#### Data for this exercise ####

use crate::core::persistence::{check_product, check_worker, CatalogPersistence};
use crate::core::seed::seed_snapshot;
use crate::domain::model::{CatalogSnapshot, Product, WorkerProfile};
use crate::domain::ports::KeyValueStore;
use crate::utils::error::{CatalogError, Result};
use std::sync::Arc;

/// Outcome of the write that follows every mutation. The in-memory change
/// stands either way.
#[derive(Debug, Clone, PartialEq, Eq)]
pub enum SaveStatus {
    Saved,
    Unsaved { reason: String },
}

impl SaveStatus {
    pub fn is_saved(&self) -> bool {
        matches!(self, SaveStatus::Saved)
    }
}

/// Sole owner of the worker and product collections. Readers get shared,
/// immutable snapshots; every add swaps in a new collection and saves.
pub struct CatalogStore<S: KeyValueStore> {
    workers: Arc<[WorkerProfile]>,
    products: Arc<[Product]>,
    persistence: CatalogPersistence<S>,
}

impl<S: KeyValueStore> CatalogStore<S> {
    pub fn open(persistence: CatalogPersistence<S>) -> Self {
        let CatalogSnapshot { workers, products } = persistence.load();
        tracing::info!(
            "📂 Catalog opened with {} workers and {} products",
            workers.len(),
            products.len()
        );
        Self {
            workers: workers.into(),
            products: products.into(),
            persistence,
        }
    }

    pub fn list_workers(&self) -> Arc<[WorkerProfile]> {
        Arc::clone(&self.workers)
    }

    pub fn list_products(&self) -> Arc<[Product]> {
        Arc::clone(&self.products)
    }

    /// Rejects malformed profiles and duplicate ids before touching anything.
    pub fn add_worker(&mut self, profile: WorkerProfile) -> Result<SaveStatus> {
        check_worker(&profile)?;
        if self.workers.iter().any(|w| w.id == profile.id) {
            return Err(CatalogError::DuplicateIdError { id: profile.id });
        }

        tracing::info!("➕ Adding worker {} ({})", profile.name, profile.category);
        self.workers = prepend(profile, &self.workers);
        Ok(self.persist())
    }

    pub fn add_product(&mut self, product: Product) -> Result<SaveStatus> {
        check_product(&product)?;
        if self.products.iter().any(|p| p.id == product.id) {
            return Err(CatalogError::DuplicateIdError { id: product.id });
        }

        tracing::info!("➕ Adding product {} ({})", product.name, product.category);
        self.products = prepend(product, &self.products);
        Ok(self.persist())
    }

    /// Replaces both collections with the built-in seed.
    pub fn reset_to_seed(&mut self) -> SaveStatus {
        let CatalogSnapshot { workers, products } = seed_snapshot();
        self.workers = workers.into();
        self.products = products.into();
        tracing::info!("♻️ Catalog reset to seed data");
        self.persist()
    }

    fn persist(&self) -> SaveStatus {
        match self.persistence.save(&self.workers, &self.products) {
            Ok(()) => SaveStatus::Saved,
            Err(e) => {
                tracing::warn!(
                    "⚠️ Catalog change kept in memory only: {} ({})",
                    e,
                    e.recovery_suggestion()
                );
                SaveStatus::Unsaved {
                    reason: e.to_string(),
                }
            }
        }
    }
}

fn prepend<T: Clone>(item: T, rest: &[T]) -> Arc<[T]> {
    let mut items = Vec::with_capacity(rest.len() + 1);
    items.push(item);
    items.extend_from_slice(rest);
    items.into()
}
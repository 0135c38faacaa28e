// Application wiring: builds the directory and helper from configuration.

use crate::adapters::advisor::{HttpCategoryAdvisor, KeywordAdvisor};
use crate::adapters::storage::LocalStorage;
use crate::config::AppConfig;
use crate::core::catalog::CatalogStore;
use crate::core::directory::Directory;
use crate::core::persistence::CatalogPersistence;
use crate::domain::ports::CategoryAdvisor;
use crate::utils::error::Result;

/// Opens the on-disk catalog described by `config`.
pub fn open_directory(config: &AppConfig) -> Result<Directory<LocalStorage>> {
    config.validate_config()?;

    let storage = LocalStorage::new(&config.storage.data_dir);
    let persistence = CatalogPersistence::new(storage, config.storage_keys());

    if config.storage.purge_legacy {
        match persistence.purge_legacy() {
            Ok(0) => {}
            Ok(removed) => tracing::info!("🧹 Purged {} legacy keys", removed),
            Err(e) => tracing::warn!("⚠️ Could not purge legacy keys: {}", e),
        }
    }

    tracing::debug!(
        "Opening catalog in {} (schema v{})",
        config.storage.data_dir,
        config.storage.schema_version
    );
    Ok(Directory::new(CatalogStore::open(persistence)))
}

/// The remote helper when an endpoint is configured, otherwise keyword lookup.
pub fn build_advisor(config: &AppConfig) -> Result<Box<dyn CategoryAdvisor>> {
    match &config.advisor.endpoint {
        Some(endpoint) => Ok(Box::new(HttpCategoryAdvisor::new(
            endpoint.clone(),
            config.advisor_timeout(),
        )?)),
        None => Ok(Box::new(KeywordAdvisor)),
    }
}
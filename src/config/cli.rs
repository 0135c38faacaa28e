use clap::{Args, Parser, Subcommand};

#[derive(Debug, Clone, Parser)]
#[command(name = "skilled-helpers")]
#[command(about = "Browse and extend the local skilled-helpers directory")]
pub struct CliConfig {
    /// Path to TOML configuration file
    #[arg(short, long)]
    pub config: Option<String>,

    /// Override storage.data_dir from the config
    #[arg(long)]
    pub data_dir: Option<String>,

    #[arg(short, long, help = "Enable verbose output")]
    pub verbose: bool,

    #[command(subcommand)]
    pub command: Command,
}

#[derive(Debug, Clone, Subcommand)]
pub enum Command {
    /// List the category taxonomy
    Categories,
    /// List workers, optionally filtered
    Workers {
        #[arg(long, default_value = "All")]
        category: String,
        #[arg(long, default_value = "")]
        query: String,
    },
    /// List marketplace products
    Products,
    /// Add a worker profile
    AddWorker(WorkerArgs),
    /// Add a marketplace product
    AddProduct(ProductArgs),
    /// Ask the helper which category fits a problem description
    Suggest { symptoms: String },
    /// Drop everything added and restore the built-in listings
    Reset,
}

#[derive(Debug, Clone, Args)]
pub struct WorkerArgs {
    #[arg(long)]
    pub name: String,
    #[arg(long)]
    pub category: String,
    /// Comma separated list of services
    #[arg(long, default_value = "")]
    pub services: String,
    #[arg(long, default_value = "")]
    pub description: String,
    #[arg(long, default_value = "")]
    pub rate: String,
    #[arg(long, default_value = "")]
    pub location: String,
    #[arg(long, default_value = "")]
    pub phone: String,
    #[arg(long, default_value = "")]
    pub image: String,
}

#[derive(Debug, Clone, Args)]
pub struct ProductArgs {
    #[arg(long)]
    pub name: String,
    #[arg(long, default_value = "")]
    pub category: String,
    #[arg(long, default_value = "")]
    pub price: String,
    #[arg(long, default_value = "")]
    pub image: String,
}
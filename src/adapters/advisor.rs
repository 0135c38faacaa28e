use crate::domain::ports::CategoryAdvisor;
use crate::domain::taxonomy::WorkerCategory;
use crate::utils::error::{CatalogError, Result};
use async_trait::async_trait;
use reqwest::Client;
use serde::{Deserialize, Serialize};
use std::time::Duration;

#[derive(Debug, Serialize)]
struct SuggestionRequest<'a> {
    symptoms: &'a str,
}

#[derive(Debug, Deserialize)]
struct SuggestionResponse {
    category: String,
}

/// Asks a remote helper service for a category. The service receives
/// `{"symptoms": "..."}` and answers `{"category": "<label>"}`.
#[derive(Debug, Clone)]
pub struct HttpCategoryAdvisor {
    client: Client,
    endpoint: String,
}

impl HttpCategoryAdvisor {
    pub fn new(endpoint: impl Into<String>, timeout: Duration) -> Result<Self> {
        let client = Client::builder().timeout(timeout).build()?;
        Ok(Self {
            client,
            endpoint: endpoint.into(),
        })
    }
}

#[async_trait]
impl CategoryAdvisor for HttpCategoryAdvisor {
    async fn suggest(&self, symptoms: &str) -> Result<String> {
        tracing::debug!("Asking helper at {}", self.endpoint);
        let response = self
            .client
            .post(&self.endpoint)
            .json(&SuggestionRequest { symptoms })
            .send()
            .await?;

        let status = response.status();
        if !status.is_success() {
            return Err(CatalogError::AdvisorError {
                message: format!("helper responded with status {}", status),
            });
        }

        let body: SuggestionResponse = response.json().await?;
        tracing::debug!("Helper answered {:?}", body.category);
        Ok(body.category)
    }
}

/// Offline fallback: picks the category whose keywords appear most often in
/// the description.
#[derive(Debug, Clone, Default)]
pub struct KeywordAdvisor;

impl KeywordAdvisor {
    fn keywords(category: WorkerCategory) -> &'static [&'static str] {
        match category {
            WorkerCategory::Plumber => &["leak", "pipe", "tap", "drain", "toilet", "water", "clog"],
            WorkerCategory::Electrician => &["power", "switch", "wiring", "fan", "light", "socket", "spark", "fuse"],
            WorkerCategory::Carpenter => &["door", "wood", "furniture", "cupboard", "hinge", "table"],
            WorkerCategory::Painter => &["paint", "wall", "peeling", "colour", "color", "stain"],
            WorkerCategory::Mechanic => &["car", "bike", "engine", "brake", "tyre", "tire"],
            WorkerCategory::Cleaner => &["clean", "dust", "mess", "sofa", "carpet"],
            WorkerCategory::Gardener => &["garden", "plant", "lawn", "tree", "grass", "hedge"],
            WorkerCategory::Mason => &["brick", "crack", "cement", "tile", "plaster"],
            WorkerCategory::AcTechnician => &["ac", "air conditioner", "cooling", "compressor", "gas refill"],
        }
    }

    fn score(text: &str, category: WorkerCategory) -> usize {
        let words: Vec<&str> = text
            .split(|c: char| !c.is_alphanumeric())
            .filter(|w| !w.is_empty())
            .collect();

        Self::keywords(category)
            .iter()
            .filter(|keyword| {
                if keyword.contains(' ') {
                    text.contains(**keyword)
                } else if keyword.len() < 3 {
                    // 短關鍵字只比對整個字，"ac" 不可命中 "across"
                    words.iter().any(|w| w == *keyword)
                } else {
                    words.iter().any(|w| w.starts_with(**keyword))
                }
            })
            .count()
    }
}

#[async_trait]
impl CategoryAdvisor for KeywordAdvisor {
    async fn suggest(&self, symptoms: &str) -> Result<String> {
        let text = symptoms.to_lowercase();
        let best = WorkerCategory::VARIANTS
            .into_iter()
            .map(|category| (Self::score(&text, category), category))
            .filter(|(score, _)| *score > 0)
            // 同分時保留分類表中較前面的
            .fold(None, |best: Option<(usize, WorkerCategory)>, candidate| match best {
                Some(current) if current.0 >= candidate.0 => Some(current),
                _ => Some(candidate),
            });

        best.map(|(_, category)| category.label().to_string())
            .ok_or_else(|| CatalogError::AdvisorError {
                message: "no category matched the description".to_string(),
            })
    }
}

#[cfg(test)]
mod tests {
    use super::*;

    #[tokio::test]
    async fn test_keyword_advisor_picks_best_match() {
        let advisor = KeywordAdvisor;
        assert_eq!(
            advisor.suggest("Kitchen tap is leaking and the drain is slow").await.unwrap(),
            "Plumber"
        );
        assert_eq!(
            advisor.suggest("The fan stopped and a switch sparks").await.unwrap(),
            "Electrician"
        );
        assert_eq!(
            advisor.suggest("My AC is not cooling").await.unwrap(),
            "AC Technician"
        );
    }

    #[tokio::test]
    async fn test_short_keyword_needs_whole_word() {
        assert_eq!(
            KeywordAdvisor
                .suggest("After the accident the car engine makes noise across town")
                .await
                .unwrap(),
            "Mechanic"
        );
        assert!(KeywordAdvisor.suggest("actually nothing").await.is_err());
        assert_eq!(KeywordAdvisor.suggest("ac broken").await.unwrap(), "AC Technician");
    }

    #[tokio::test]
    async fn test_keyword_advisor_without_match() {
        let err = KeywordAdvisor.suggest("I feel lonely").await.unwrap_err();
        assert!(matches!(err, CatalogError::AdvisorError { .. }));
    }
}
use crate::utils::error::{CatalogError, Result};
use url::Url;

pub trait Validate {
    fn validate(&self) -> Result<()>;
}

pub fn validate_url(field_name: &str, url_str: &str) -> Result<()> {
    if url_str.is_empty() {
        return Err(CatalogError::InvalidConfigValueError {
            field: field_name.to_string(),
            value: url_str.to_string(),
            reason: "URL cannot be empty".to_string(),
        });
    }

    match Url::parse(url_str) {
        Ok(url) => match url.scheme() {
            "http" | "https" => Ok(()),
            scheme => Err(CatalogError::InvalidConfigValueError {
                field: field_name.to_string(),
                value: url_str.to_string(),
                reason: format!("Unsupported URL scheme: {}", scheme),
            }),
        },
        Err(e) => Err(CatalogError::InvalidConfigValueError {
            field: field_name.to_string(),
            value: url_str.to_string(),
            reason: format!("Invalid URL format: {}", e),
        }),
    }
}

pub fn validate_path(field_name: &str, path: &str) -> Result<()> {
    if path.is_empty() {
        return Err(CatalogError::InvalidConfigValueError {
            field: field_name.to_string(),
            value: path.to_string(),
            reason: "Path cannot be empty".to_string(),
        });
    }

    if path.contains('\0') {
        return Err(CatalogError::InvalidConfigValueError {
            field: field_name.to_string(),
            value: path.to_string(),
            reason: "Path contains null bytes".to_string(),
        });
    }

    Ok(())
}

/// Characters a storage key may contain.
pub fn is_storage_key_char(c: char) -> bool {
    c.is_ascii_alphanumeric() || matches!(c, '_' | '-' | '.')
}

/// The namespace becomes the prefix of every storage key, so it must pass the
/// same character check the storage adapter applies.
pub fn validate_storage_namespace(field_name: &str, namespace: &str) -> Result<()> {
    if namespace.is_empty()
        || namespace.starts_with('.')
        || !namespace.chars().all(is_storage_key_char)
    {
        return Err(CatalogError::InvalidConfigValueError {
            field: field_name.to_string(),
            value: namespace.to_string(),
            reason: "Namespace may only contain letters, digits, '_', '-' and '.', and may not start with '.'"
                .to_string(),
        });
    }
    Ok(())
}

pub fn validate_range<T: PartialOrd + std::fmt::Display + Copy>(
    field_name: &str,
    value: T,
    min: T,
    max: T,
) -> Result<()> {
    if value < min || value > max {
        return Err(CatalogError::InvalidConfigValueError {
            field: field_name.to_string(),
            value: value.to_string(),
            reason: format!("Value must be between {} and {}", min, max),
        });
    }
    Ok(())
}

/// 必填欄位：去除空白後不可為空，回傳修剪後的值
pub fn require_non_empty(field_name: &str, value: &str) -> Result<String> {
    let trimmed = value.trim();
    if trimmed.is_empty() {
        return Err(CatalogError::MissingFieldError {
            field: field_name.to_string(),
        });
    }
    Ok(trimmed.to_string())
}

/// Parses a user-entered amount. Blank counts as zero and negatives clamp to
/// zero; anything that is not a finite number is rejected.
pub fn coerce_non_negative(field_name: &str, raw: &str) -> Result<f64> {
    let trimmed = raw.trim();
    if trimmed.is_empty() {
        return Ok(0.0);
    }

    let value: f64 = trimmed.parse().map_err(|_| {
        CatalogError::validation(field_name, format!("'{}' is not a number", trimmed))
    })?;

    if !value.is_finite() {
        return Err(CatalogError::validation(
            field_name,
            format!("'{}' is not a finite number", trimmed),
        ));
    }

    // "-0" 也要變成 +0，否則會顯示成負號
    Ok(if value <= 0.0 { 0.0 } else { value })
}
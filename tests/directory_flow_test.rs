use anyhow::Result;
use skilled_helpers::adapters::advisor::KeywordAdvisor;
use skilled_helpers::domain::model::{Focus, View, WorkerSubmission};
use skilled_helpers::{open_directory, AppConfig, CatalogError, CategoryFilter, WorkerCategory};
use tempfile::TempDir;

fn config_for(dir: &TempDir) -> AppConfig {
    let mut config = AppConfig::default();
    config.storage.data_dir = dir.path().to_string_lossy().into_owned();
    config
}

fn carpenter() -> WorkerSubmission {
    WorkerSubmission {
        name: "Joseph".to_string(),
        category: "Carpenter".to_string(),
        services: "Door repair, Custom shelves".to_string(),
        description: "Woodwork for homes".to_string(),
        hourly_rate: "280".to_string(),
        location: "Kochi".to_string(),
        phone: "+91 90000 11111".to_string(),
        image_url: String::new(),
    }
}

#[test]
fn test_added_worker_is_first_and_persisted() -> Result<()> {
    let temp_dir = TempDir::new()?;
    let config = config_for(&temp_dir);

    let mut directory = open_directory(&config)?;
    let before: Vec<String> = directory
        .store()
        .list_workers()
        .iter()
        .map(|w| w.id.clone())
        .collect();

    let added = directory.request_add_worker(&carpenter())?;
    assert_eq!(added.focus, Focus::Directory(CategoryFilter::All));
    assert!(!before.contains(&added.entity.id));

    let after: Vec<String> = directory
        .store()
        .list_workers()
        .iter()
        .map(|w| w.id.clone())
        .collect();
    assert_eq!(after[0], added.entity.id);
    assert_eq!(&after[1..], &before[..]);

    let reopened = open_directory(&config)?;
    assert_eq!(reopened.store().list_workers()[0], added.entity);
    Ok(())
}

#[test]
fn test_search_finds_new_worker_by_service_tag() -> Result<()> {
    let temp_dir = TempDir::new()?;
    let mut directory = open_directory(&config_for(&temp_dir))?;
    directory.request_add_worker(&carpenter())?;

    directory.select_category(WorkerCategory::Plumber.into());
    directory.submit_search("SHELVES");

    assert_eq!(directory.state().category, CategoryFilter::All);
    let visible = directory.visible_workers();
    assert_eq!(visible.len(), 1);
    assert_eq!(visible[0].name, "Joseph");
    Ok(())
}

#[test]
fn test_rejected_submissions_leave_store_alone() -> Result<()> {
    let temp_dir = TempDir::new()?;
    let mut directory = open_directory(&config_for(&temp_dir))?;
    let size = directory.store().list_workers().len();

    let mut nameless = carpenter();
    nameless.name = "  ".to_string();
    assert!(matches!(
        directory.request_add_worker(&nameless),
        Err(CatalogError::MissingFieldError { .. })
    ));

    let mut wrong_category = carpenter();
    wrong_category.category = "Astronaut".to_string();
    assert!(matches!(
        directory.request_add_worker(&wrong_category),
        Err(CatalogError::UnknownCategoryError { .. })
    ));

    assert_eq!(directory.store().list_workers().len(), size);
    assert!(!temp_dir.path().join("skilledHelpers_workers_v1.json").exists());
    Ok(())
}

#[test]
fn test_request_filter_round() -> Result<()> {
    let temp_dir = TempDir::new()?;
    let mut directory = open_directory(&config_for(&temp_dir))?;

    let all = directory.request_filter(CategoryFilter::All, "");
    assert_eq!(all.len(), 3);
    assert_eq!(directory.request_filter(CategoryFilter::All, "   "), all);
    assert!(directory
        .request_filter(WorkerCategory::Gardener.into(), "")
        .is_empty());
    Ok(())
}

#[tokio::test]
async fn test_keyword_suggestion_sets_category() -> Result<()> {
    let temp_dir = TempDir::new()?;
    let mut directory = open_directory(&config_for(&temp_dir))?;
    directory.change_view(View::About);

    let category = directory
        .request_category_suggestion(&KeywordAdvisor, "water leaking under the sink pipe")
        .await?;

    assert_eq!(category, CategoryFilter::Only(WorkerCategory::Plumber));
    assert_eq!(directory.state().view, View::Home);
    assert_eq!(directory.visible_workers().len(), 2);
    Ok(())
}

#[tokio::test]
async fn test_blank_symptoms_are_rejected() -> Result<()> {
    let temp_dir = TempDir::new()?;
    let mut directory = open_directory(&config_for(&temp_dir))?;

    let result = directory
        .request_category_suggestion(&KeywordAdvisor, "   ")
        .await;
    assert!(matches!(result, Err(CatalogError::MissingFieldError { .. })));
    assert_eq!(directory.state().category, CategoryFilter::All);
    Ok(())
}

#[test]
fn test_purge_legacy_on_open() -> Result<()> {
    let temp_dir = TempDir::new()?;
    std::fs::write(temp_dir.path().join("skilledHelpers_workers.json"), "[]")?;

    let mut config = config_for(&temp_dir);
    config.storage.purge_legacy = true;
    let directory = open_directory(&config)?;

    assert_eq!(directory.store().list_workers().len(), 3);
    assert!(!temp_dir.path().join("skilledHelpers_workers.json").exists());
    Ok(())
}
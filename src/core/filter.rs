use crate::domain::model::WorkerProfile;
use crate::domain::taxonomy::CategoryFilter;

/// Category plus free-text query. Both predicates must hold.
#[derive(Debug, Clone, Default, PartialEq, Eq)]
pub struct FilterCriteria {
    pub category: CategoryFilter,
    needle: Option<String>,
}

impl FilterCriteria {
    pub fn new(category: CategoryFilter, query: &str) -> Self {
        let trimmed = query.trim();
        let needle = if trimmed.is_empty() {
            None
        } else {
            Some(trimmed.to_lowercase())
        };
        Self { category, needle }
    }

    pub fn matches(&self, worker: &WorkerProfile) -> bool {
        self.category.matches(worker.category) && self.matches_text(worker)
    }

    fn matches_text(&self, worker: &WorkerProfile) -> bool {
        let Some(needle) = self.needle.as_deref() else {
            return true;
        };

        worker.name.to_lowercase().contains(needle)
            || worker
                .services
                .iter()
                .any(|s| s.to_lowercase().contains(needle))
            || worker.description.to_lowercase().contains(needle)
    }
}

/// Profiles matching `category` and `query`, in collection order.
pub fn filter_workers<'a>(
    workers: &'a [WorkerProfile],
    category: CategoryFilter,
    query: &str,
) -> Vec<&'a WorkerProfile> {
    let criteria = FilterCriteria::new(category, query);
    let filtered: Vec<&WorkerProfile> = workers.iter().filter(|w| criteria.matches(w)).collect();

    tracing::debug!(
        "Filter {} / {:?}: {} of {} profiles",
        criteria.category,
        query.trim(),
        filtered.len(),
        workers.len()
    );

    filtered
}
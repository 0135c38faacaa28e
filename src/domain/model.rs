use crate::domain::taxonomy::{CategoryFilter, WorkerCategory};
use serde::{Deserialize, Serialize};

pub const MAX_RATING: f64 = 5.0;

#[derive(Debug, Clone, PartialEq, Serialize, Deserialize)]
#[serde(rename_all = "camelCase")]
pub struct WorkerProfile {
    pub id: String,
    pub name: String,
    pub category: WorkerCategory,
    pub services: Vec<String>,
    pub description: String,
    pub hourly_rate: f64,
    pub rating: f64,
    #[serde(rename = "reviews")]
    pub review_count: u32,
    pub location: String,
    pub phone: String,
    pub image_url: String,
    #[serde(rename = "isVerified")]
    pub verified: bool,
}

impl WorkerProfile {
    /// Text shown when the contact button is pressed.
    pub fn contact_line(&self) -> String {
        format!("Calling {} at {}...", self.name, self.phone)
    }
}

#[derive(Debug, Clone, PartialEq, Serialize, Deserialize)]
pub struct Product {
    pub id: String,
    pub name: String,
    /// Free label, not part of the worker taxonomy.
    pub category: String,
    pub price: f64,
    pub rating: f64,
    pub image: String,
}

/// A new listing exactly as typed into the add form.
#[derive(Debug, Clone, Default, PartialEq, Serialize, Deserialize)]
pub struct WorkerSubmission {
    pub name: String,
    pub category: String,
    /// Comma separated.
    pub services: String,
    pub description: String,
    pub hourly_rate: String,
    pub location: String,
    pub phone: String,
    pub image_url: String,
}

#[derive(Debug, Clone, Default, PartialEq, Serialize, Deserialize)]
pub struct ProductSubmission {
    pub name: String,
    pub category: String,
    pub price: String,
    pub image: String,
}

#[derive(Debug, Clone, Copy, PartialEq, Eq, Default)]
pub enum View {
    #[default]
    Home,
    Products,
    Others,
    About,
}

/// Where the UI should land after an action.
#[derive(Debug, Clone, Copy, PartialEq, Eq)]
pub enum Focus {
    Directory(CategoryFilter),
    Marketplace,
}

impl Focus {
    pub fn view(self) -> View {
        match self {
            Focus::Directory(_) => View::Home,
            Focus::Marketplace => View::Products,
        }
    }
}

/// Both collections, newest first.
#[derive(Debug, Clone, Default, PartialEq)]
pub struct CatalogSnapshot {
    pub workers: Vec<WorkerProfile>,
    pub products: Vec<Product>,
}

####

* **About this exercise**: Retype only this range exactly: the first line of the data through the line where "use std::sync::Arc;" appears.

* **Expected output**:
use crate::core::persistence::{check_product, check_worker, CatalogPersistence};
use crate::core::seed::seed_snapshot;
use crate::domain::model::{CatalogSnapshot, Product, WorkerProfile};
use crate::domain::ports::KeyValueStore;
use crate::utils::error::{CatalogError, Result};
use std::sync::Arc;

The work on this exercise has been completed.